At the molecular level, venous stasis in valve pockets of deep veins creates a hypoxic microenvironment. Endothelial cells respond to hypoxia by upregulating P-selectin (stored in Weibel-Palade bodies) and expressing tissue factor on their surface. P-selectin recruits monocytes and neutrophils, which release tissue factor-bearing microparticles. Tissue factor activates Factor VII, initiating the extrinsic coagulation cascade and generating thrombin. Thrombin converts fibrinogen to fibrin, activates Factor XIII for cross-linking, and activates platelets via PAR-1 and PAR-4 receptors.

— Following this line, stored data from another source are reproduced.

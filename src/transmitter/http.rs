//! HTTP transmitter.
//!
//! One `POST` per payload with `Content-Type: text/plain`. Idle connections
//! are never pooled, so each delivery opens a fresh connection.

use std::time::Duration;

use reqwest::header::CONTENT_TYPE;
use reqwest::{Client, StatusCode};
use serde::{Deserialize, Serialize};

use crate::transmitter::{Transmit, TransmitError};

/// Default collector host.
pub const DEFAULT_HOST: &str = "127.0.0.1";

/// Default collector port.
pub const DEFAULT_PORT: u16 = 8080;

/// Default request target.
pub const DEFAULT_PATH: &str = "/";

fn default_host() -> String {
    DEFAULT_HOST.to_string()
}

fn default_port() -> u16 {
    DEFAULT_PORT
}

fn default_path() -> String {
    DEFAULT_PATH.to_string()
}

/// Where and how payloads are delivered.
#[derive(Debug, Clone, PartialEq, Eq, Serialize, Deserialize)]
pub struct TransmitterConfig {
    /// Collector host name or IP address.
    #[serde(default = "default_host")]
    pub host: String,
    /// Collector port.
    #[serde(default = "default_port")]
    pub port: u16,
    /// Request target (default: "/").
    #[serde(default = "default_path")]
    pub path: String,
    /// Upper bound on one whole exchange. Unbounded when unset.
    #[serde(default, with = "humantime_serde")]
    pub timeout: Option<Duration>,
}

impl Default for TransmitterConfig {
    fn default() -> Self {
        Self::new(DEFAULT_HOST, DEFAULT_PORT)
    }
}

impl TransmitterConfig {
    /// Create a configuration targeting `host:port` at the default path.
    pub fn new(host: impl Into<String>, port: u16) -> Self {
        Self {
            host: host.into(),
            port,
            path: default_path(),
            timeout: None,
        }
    }

    /// Set the request target.
    pub fn with_path(mut self, path: impl Into<String>) -> Self {
        self.path = path.into();
        self
    }

    /// Set the request timeout.
    pub fn with_timeout(mut self, timeout: Duration) -> Self {
        self.timeout = Some(timeout);
        self
    }

    /// Full request URL. IPv6 literals are bracketed.
    pub fn url(&self) -> String {
        let host = if self.host.contains(':') && !self.host.starts_with('[') {
            format!("[{}]", self.host)
        } else {
            self.host.clone()
        };
        format!("http://{}:{}{}", host, self.port, self.path)
    }
}

/// Delivers payloads over HTTP/1.1.
pub struct HttpTransmitter {
    client: Client,
    url: String,
}

impl HttpTransmitter {
    /// Build a transmitter for `config`.
    ///
    /// # Errors
    /// Returns `TransmitError::Client` if the HTTP client cannot be built.
    pub fn new(config: &TransmitterConfig) -> Result<Self, TransmitError> {
        let mut builder = Client::builder()
            .http1_only()
            .pool_max_idle_per_host(0)
            .user_agent(concat!(env!("CARGO_PKG_NAME"), "/", env!("CARGO_PKG_VERSION")));
        if let Some(timeout) = config.timeout {
            builder = builder.timeout(timeout);
        }
        let client = builder.build().map_err(TransmitError::Client)?;

        Ok(Self {
            client,
            url: config.url(),
        })
    }

    async fn send(&self, payload: Vec<u8>) -> Result<usize, TransmitError> {
        let len = payload.len();
        let response = self
            .client
            .post(&self.url)
            .header(CONTENT_TYPE, "text/plain")
            .body(payload)
            .send()
            .await
            .map_err(TransmitError::from_send)?;

        let status = response.status();
        // Drain the body before the connection is dropped.
        response.bytes().await.map_err(TransmitError::from_send)?;

        if status != StatusCode::OK {
            return Err(TransmitError::Status(status.as_u16()));
        }
        Ok(len)
    }
}

impl std::fmt::Debug for HttpTransmitter {
    fn fmt(&self, f: &mut std::fmt::Formatter<'_>) -> std::fmt::Result {
        f.debug_struct("HttpTransmitter")
            .field("url", &self.url)
            .finish_non_exhaustive()
    }
}

#[async_trait::async_trait]
impl Transmit for HttpTransmitter {
    async fn transmit(&self, payload: Vec<u8>) -> bool {
        match self.send(payload).await {
            Ok(bytes) => {
                tracing::debug!(url = %self.url, bytes, "Payload delivered");
                true
            }
            Err(e) => {
                tracing::warn!(url = %self.url, error = %e, "Payload delivery failed");
                false
            }
        }
    }
}

#[cfg(test)]
mod tests {
    use super::*;
    use axum::Router;
    use axum::body::Bytes;
    use axum::http::{HeaderMap, Method, StatusCode as AxumStatus};
    use axum::routing::any;
    use std::sync::{Arc, Mutex};
    use tokio::net::TcpListener;

    #[derive(Debug, Clone)]
    struct Seen {
        method: Method,
        content_type: Option<String>,
        body: Vec<u8>,
    }

    async fn start(status: AxumStatus, delay: Duration) -> (u16, Arc<Mutex<Vec<Seen>>>) {
        let seen = Arc::new(Mutex::new(Vec::new()));
        let sink = Arc::clone(&seen);
        let app = Router::new().route(
            "/",
            any(move |method: Method, headers: HeaderMap, body: Bytes| {
                let sink = Arc::clone(&sink);
                async move {
                    sink.lock().unwrap().push(Seen {
                        method,
                        content_type: headers
                            .get("content-type")
                            .and_then(|v| v.to_str().ok())
                            .map(str::to_string),
                        body: body.to_vec(),
                    });
                    tokio::time::sleep(delay).await;
                    (status, "ok")
                }
            }),
        );

        let listener = TcpListener::bind("127.0.0.1:0").await.unwrap();
        let port = listener.local_addr().unwrap().port();
        tokio::spawn(async move {
            axum::serve(listener, app).await.unwrap();
        });
        (port, seen)
    }

    #[test]
    fn test_url() {
        assert_eq!(TransmitterConfig::default().url(), "http://127.0.0.1:8080/");
        assert_eq!(
            TransmitterConfig::new("collector.local", 9000)
                .with_path("/ingest")
                .url(),
            "http://collector.local:9000/ingest"
        );
        assert_eq!(TransmitterConfig::new("::1", 80).url(), "http://[::1]:80/");
    }

    #[tokio::test]
    async fn test_transmit_posts_plain_text() {
        let (port, seen) = start(AxumStatus::OK, Duration::ZERO).await;
        let transmitter = HttpTransmitter::new(&TransmitterConfig::new("127.0.0.1", port)).unwrap();

        assert!(transmitter.transmit(b"4 100\n7 200\n".to_vec()).await);

        let seen = seen.lock().unwrap();
        assert_eq!(seen.len(), 1);
        assert_eq!(seen[0].method, Method::POST);
        assert_eq!(seen[0].content_type.as_deref(), Some("text/plain"));
        assert_eq!(seen[0].body, b"4 100\n7 200\n");
    }

    #[tokio::test]
    async fn test_non_200_is_failure() {
        for status in [AxumStatus::CREATED, AxumStatus::INTERNAL_SERVER_ERROR] {
            let (port, seen) = start(status, Duration::ZERO).await;
            let transmitter =
                HttpTransmitter::new(&TransmitterConfig::new("127.0.0.1", port)).unwrap();

            assert!(!transmitter.transmit(b"1 1\n".to_vec()).await);
            assert_eq!(seen.lock().unwrap().len(), 1);
        }
    }

    #[tokio::test]
    async fn test_connection_refused_is_failure() {
        let listener = TcpListener::bind("127.0.0.1:0").await.unwrap();
        let port = listener.local_addr().unwrap().port();
        drop(listener);

        let transmitter = HttpTransmitter::new(&TransmitterConfig::new("127.0.0.1", port)).unwrap();
        assert!(!transmitter.transmit(b"1 1\n".to_vec()).await);
    }

    #[tokio::test]
    async fn test_timeout_is_failure() {
        let (port, _seen) = start(AxumStatus::OK, Duration::from_secs(2)).await;
        let config =
            TransmitterConfig::new("127.0.0.1", port).with_timeout(Duration::from_millis(100));
        let transmitter = HttpTransmitter::new(&config).unwrap();

        assert!(!transmitter.transmit(b"1 1\n".to_vec()).await);
    }

    #[tokio::test]
    async fn test_each_call_is_independent() {
        let (port, seen) = start(AxumStatus::OK, Duration::ZERO).await;
        let transmitter = HttpTransmitter::new(&TransmitterConfig::new("127.0.0.1", port)).unwrap();

        assert!(transmitter.transmit(b"a".to_vec()).await);
        assert!(transmitter.transmit(b"b".to_vec()).await);
        assert_eq!(seen.lock().unwrap().len(), 2);
    }

    #[test]
    fn test_config_from_yaml() {
        let config: TransmitterConfig =
            serde_yaml::from_str("host: collector\nport: 9000\ntimeout: 5s\n").unwrap();
        assert_eq!(config.host, "collector");
        assert_eq!(config.port, 9000);
        assert_eq!(config.path, "/");
        assert_eq!(config.timeout, Some(Duration::from_secs(5)));
    }
}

Simultaneously, stasis impairs the natural anticoagulant mechanisms. Normally, flowing blood dilutes activated clotting factors and delivers antithrombin III to neutralize them. Thrombomodulin on intact endothelium binds thrombin, converting it from a procoagulant to an activator of Protein C (which inactivates Factors Va and VIIIa). Stasis disrupts all these protective mechanisms.
Low-molecular-weight heparins (LMWHs) like enoxaparin exert their anticoagulant effect by binding to antithrombin III via a specific pentasaccharide sequence, inducing a conformational change that accelerates antithrombin's inhibition of Factor Xa by 100-1000 fold. Unlike unfractionated heparin, LMWHs preferentially inhibit Factor Xa over Factor IIa (thrombin) due to their shorter chain length, resulting in a more predictable dose-response, longer half-life, and reduced risk of heparin-induced thrombocytopenia.